A field guide to small-scale marketing communications and brand research

Knowledge is power so the saying goes. If you’re finding yourself power-hungry when it comes to your marketing results, welcome to this little feast. 

It’s amazing how often people ignore the critical research stage in marcomms planning and in our experience it’s typically smaller organisations that trap themselves looking for the fastest route to their goal, instead of finding the right one.  

A note before we start. Research isn’t just about data and numbers despite the world’s obsession with soundbytes and statistics. It’s just as important, sometimes more important to explore opinions, preferences and behaviours.  

Yes, it’s great to identify trends and have statistics to fling around freely to show your knowledge. But wisdom is understanding WHY things are the way they are. 

Let’s take a quick look at where to get the best insights before you launch into a full-blown comms campaign. 

Who to ask about your business? 

Think about the groups that matter to your business: employees, clients, suppliers.  

Simple enough. 

A general cross-section from these three categories will tell you what it’s like to come into contact with your brand, inside and out. 

Your customers are the best source of information that is available to you about what it’s like to do business with your organisation.  

You can ask customers things like what attracted them in the first place? Did they return to you? Why? How did they find you? What can you do better at? 

Surveying is a way to get lots of answers to identify trends and consistent themes.  

You can also conduct more in-depth interviews if you’ve got contacts whose input you particularly feel will help you better understand your business. 

Framing questions for customer surveys and interviews 

A little trick, if you’re worried about biased answers, or respondents being too gentle and keeping the harsh reality from you – you can reframe your question. 

What does that look like? 

Read these three versions of a question with the same focal point (a product launch announcement): 

  1. How do you feel about our recent product launch announcement? 
  1. How do customers feel about our recent product launch announcement? 
  1. How could we make customers feel even better about our recent product launch announcement? 

Consider the focus of the answers you’d get from each version of this enquiry.  

Reframing your questions is a powerful thing and will help to steer answers towards the insights you need to get from the exercise.  

If you want to know how something went, ask about the past. If you want to do better next time, then ask about the future! 

Running a workshop or discussion group 

Getting feedback on an idea can help find the best iteration for your target, or it can stop you from developing a dud before you begin. 

Testing an idea gives you the chance to get feedback from the people who’ll be in contact with it.  

And it can be a lot of fun. 

When discussions start flowing freely about ideas, things get interesting.  

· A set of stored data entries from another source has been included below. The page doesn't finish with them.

//! Ansible Tower injector, for syncing an inventory from another Tower.

use super::required_input;
use crate::error::{InjectError, InjectResult};
use crate::inject::{
    BuildContext, EnvValue, ExecutionMode, FileSpec, InjectionResult, Injector, InventoryInput,
    plugin_file_name, render_yaml, ybool, ystr,
};
use crate::source::SourceKind;
use crate::vars::NormalizedVars;
use std::collections::BTreeMap;

const PLUGIN_NAME: &str = "awx.awx.tower";
const PASSWORD_LOGICAL: &str = "tower_password";

fn inventory_id(vars: &NormalizedVars) -> InjectResult<u64> {
    vars.inventory_id().ok_or_else(|| {
        InjectError::schema(
            "instance_filters",
            "tower sources must name the remote inventory id",
        )
    })
}

fn verify_ssl_value(vars: &NormalizedVars) -> &'static str {
    if vars.cred_bool("verify_ssl").unwrap_or(false) {
        "True"
    } else {
        "False"
    }
}

fn add_common_env(
    result: &mut InjectionResult,
    vars: &NormalizedVars,
    ctx: &BuildContext,
) -> InjectResult<()> {
    result.add_env(
        "TOWER_HOST",
        EnvValue::Literal(required_input(vars, "host")?.to_string()),
    );
    result.add_env(
        "TOWER_USERNAME",
        EnvValue::Literal(required_input(vars, "username")?.to_string()),
    );
    result.add_env(
        "TOWER_VERIFY_SSL",
        EnvValue::Literal(verify_ssl_value(vars).to_string()),
    );
    result.add_env(
        "TOWER_LICENSE_TYPE",
        EnvValue::Literal(ctx.license_type.to_string()),
    );
    Ok(())
}

pub struct TowerInjector;

impl Injector for TowerInjector {
    fn kind(&self) -> SourceKind {
        SourceKind::Tower
    }

    fn plugin_name(&self) -> Option<&'static str> {
        Some(PLUGIN_NAME)
    }

    fn build_script(
        &self,
        vars: &NormalizedVars,
        ctx: &BuildContext,
    ) -> InjectResult<InjectionResult> {
        let mut result = InjectionResult::new(
            ExecutionMode::Script,
            InventoryInput::Script(self.kind().script_file().to_string()),
        );

        // The script reads the password from a file to keep it out of the
        // environment. No trailing newline, the content is the password.
        result.add_file(FileSpec::secret_text(
            PASSWORD_LOGICAL,
            required_input(vars, "password")?.to_string(),
        ));
        result.add_env(
            "TOWER_PASSWORD_FILE",
            EnvValue::FileRef(PASSWORD_LOGICAL.to_string()),
        );
        result.add_env(
            "TOWER_INVENTORY",
            EnvValue::Literal(inventory_id(vars)?.to_string()),
        );
        add_common_env(&mut result, vars, ctx)?;
        Ok(result)
    }

    fn build_plugin(
        &self,
        vars: &NormalizedVars,
        ctx: &BuildContext,
    ) -> InjectResult<InjectionResult> {
        let file_name = plugin_file_name(PLUGIN_NAME);
        let mut result = InjectionResult::new(
            ExecutionMode::Plugin,
            InventoryInput::Plugin(file_name.clone()),
        );

        let mut doc: BTreeMap<String, serde_yaml::Value> = BTreeMap::new();
        doc.insert("plugin".to_string(), ystr(PLUGIN_NAME));
        doc.insert(
            "inventory_id".to_string(),
            serde_yaml::Value::Number(inventory_id(vars)?.into()),
        );
        doc.insert("include_metadata".to_string(), ybool(true));

        result.add_file(FileSpec::text(&file_name, render_yaml(&doc)?));
        result.add_env(
            "TOWER_PASSWORD",
            EnvValue::Secret(required_input(vars, "password")?.to_string()),
        );
        add_common_env(&mut result, vars, ctx)?;
        Ok(result)
    }
}
//! Red Hat CloudForms injector.
//!
//! Script mode only. The script reads a fixed option whitelist; anything
//! else in the source variables is ignored, unlike most providers.

use super::required_input;
use crate::error::InjectResult;
use crate::inject::ini::{IniFile, ini_value};
use crate::inject::{
    BuildContext, EnvValue, ExecutionMode, FileSpec, InjectionResult, Injector, InventoryInput,
    file_token,
};
use crate::source::SourceKind;
use crate::vars::NormalizedVars;

const INI_LOGICAL: &str = "cloudforms.ini";
const CACHE_LOGICAL: &str = "cloudforms_cache";

const OPTION_WHITELIST: &[&str] = &[
    "version",
    "purge_actions",
    "clean_group_keys",
    "nest_tags",
    "suffix",
    "prefer_ipv4",
];

pub struct CloudformsInjector;

impl Injector for CloudformsInjector {
    fn kind(&self) -> SourceKind {
        SourceKind::Cloudforms
    }

    fn build_script(
        &self,
        vars: &NormalizedVars,
        _ctx: &BuildContext,
    ) -> InjectResult<InjectionResult> {
        let mut result = InjectionResult::new(
            ExecutionMode::Script,
            InventoryInput::Script(self.kind().script_file().to_string()),
        );

        let mut ini = IniFile::new();
        ini.set("cache", "max_age", "0");
        ini.set("cache", "path", file_token(CACHE_LOGICAL));
        ini.set("cloudforms", "url", required_input(vars, "host")?);
        ini.set("cloudforms", "username", required_input(vars, "username")?);
        ini.set("cloudforms", "password", required_input(vars, "password")?);
        ini.set("cloudforms", "ssl_verify", "False");
        for key in OPTION_WHITELIST {
            if let Some(rendered) = vars.options().get(*key).and_then(ini_value) {
                ini.set("cloudforms", key, rendered);
            }
        }

        result.add_file(FileSpec::secret_text(INI_LOGICAL, ini.render()));
        result.add_file(FileSpec::cache_dir(CACHE_LOGICAL));
        result.add_env(
            "CLOUDFORMS_INI_PATH",
            EnvValue::FileRef(INI_LOGICAL.to_string()),
        );
        Ok(result)
    }
}
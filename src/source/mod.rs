//! Inventory source definitions.
//!
//! A source pairs a provider kind with its free-form variables and typed
//! fields. Kinds are a closed enum so provider dispatch is checked at
//! compile time; string names only exist at the serde boundary.

mod definition;
mod kind;

pub use definition::SourceDefinition;
pub use kind::{FieldSupport, SourceKind};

You’ll get strong opinions. You’ll get remarkably good ideas. You’ll get terrible ideas that may haunt your business nightmares. Hopefully…  

All of this input gives you a spectrum to work from, right up to the extremes.  

The role of sales and customer-facing teams in research 

They talk to your customers more than anyone else (or at least they should) so if you have a sales team, it’s a rich vein of information to explore.  

They can tell you about the biggest concerns, motivations, needs and desires of your target clients. Why do they buy, or not buy and who do you come up against. 

This is useful information in itself for sales management and direction but coupled with marketing it creates a joined-up approach that should yield better results. 

There’s a converse benefit too, involving your key clients in your business research is a signifier that their opinions are important to you and the future of your business. A good discussion can lead to not only useful insights, but better relationships too. 

What to research 

If you’re not sure what to ask or where to begin, here are a few common areas where research will prove useful. 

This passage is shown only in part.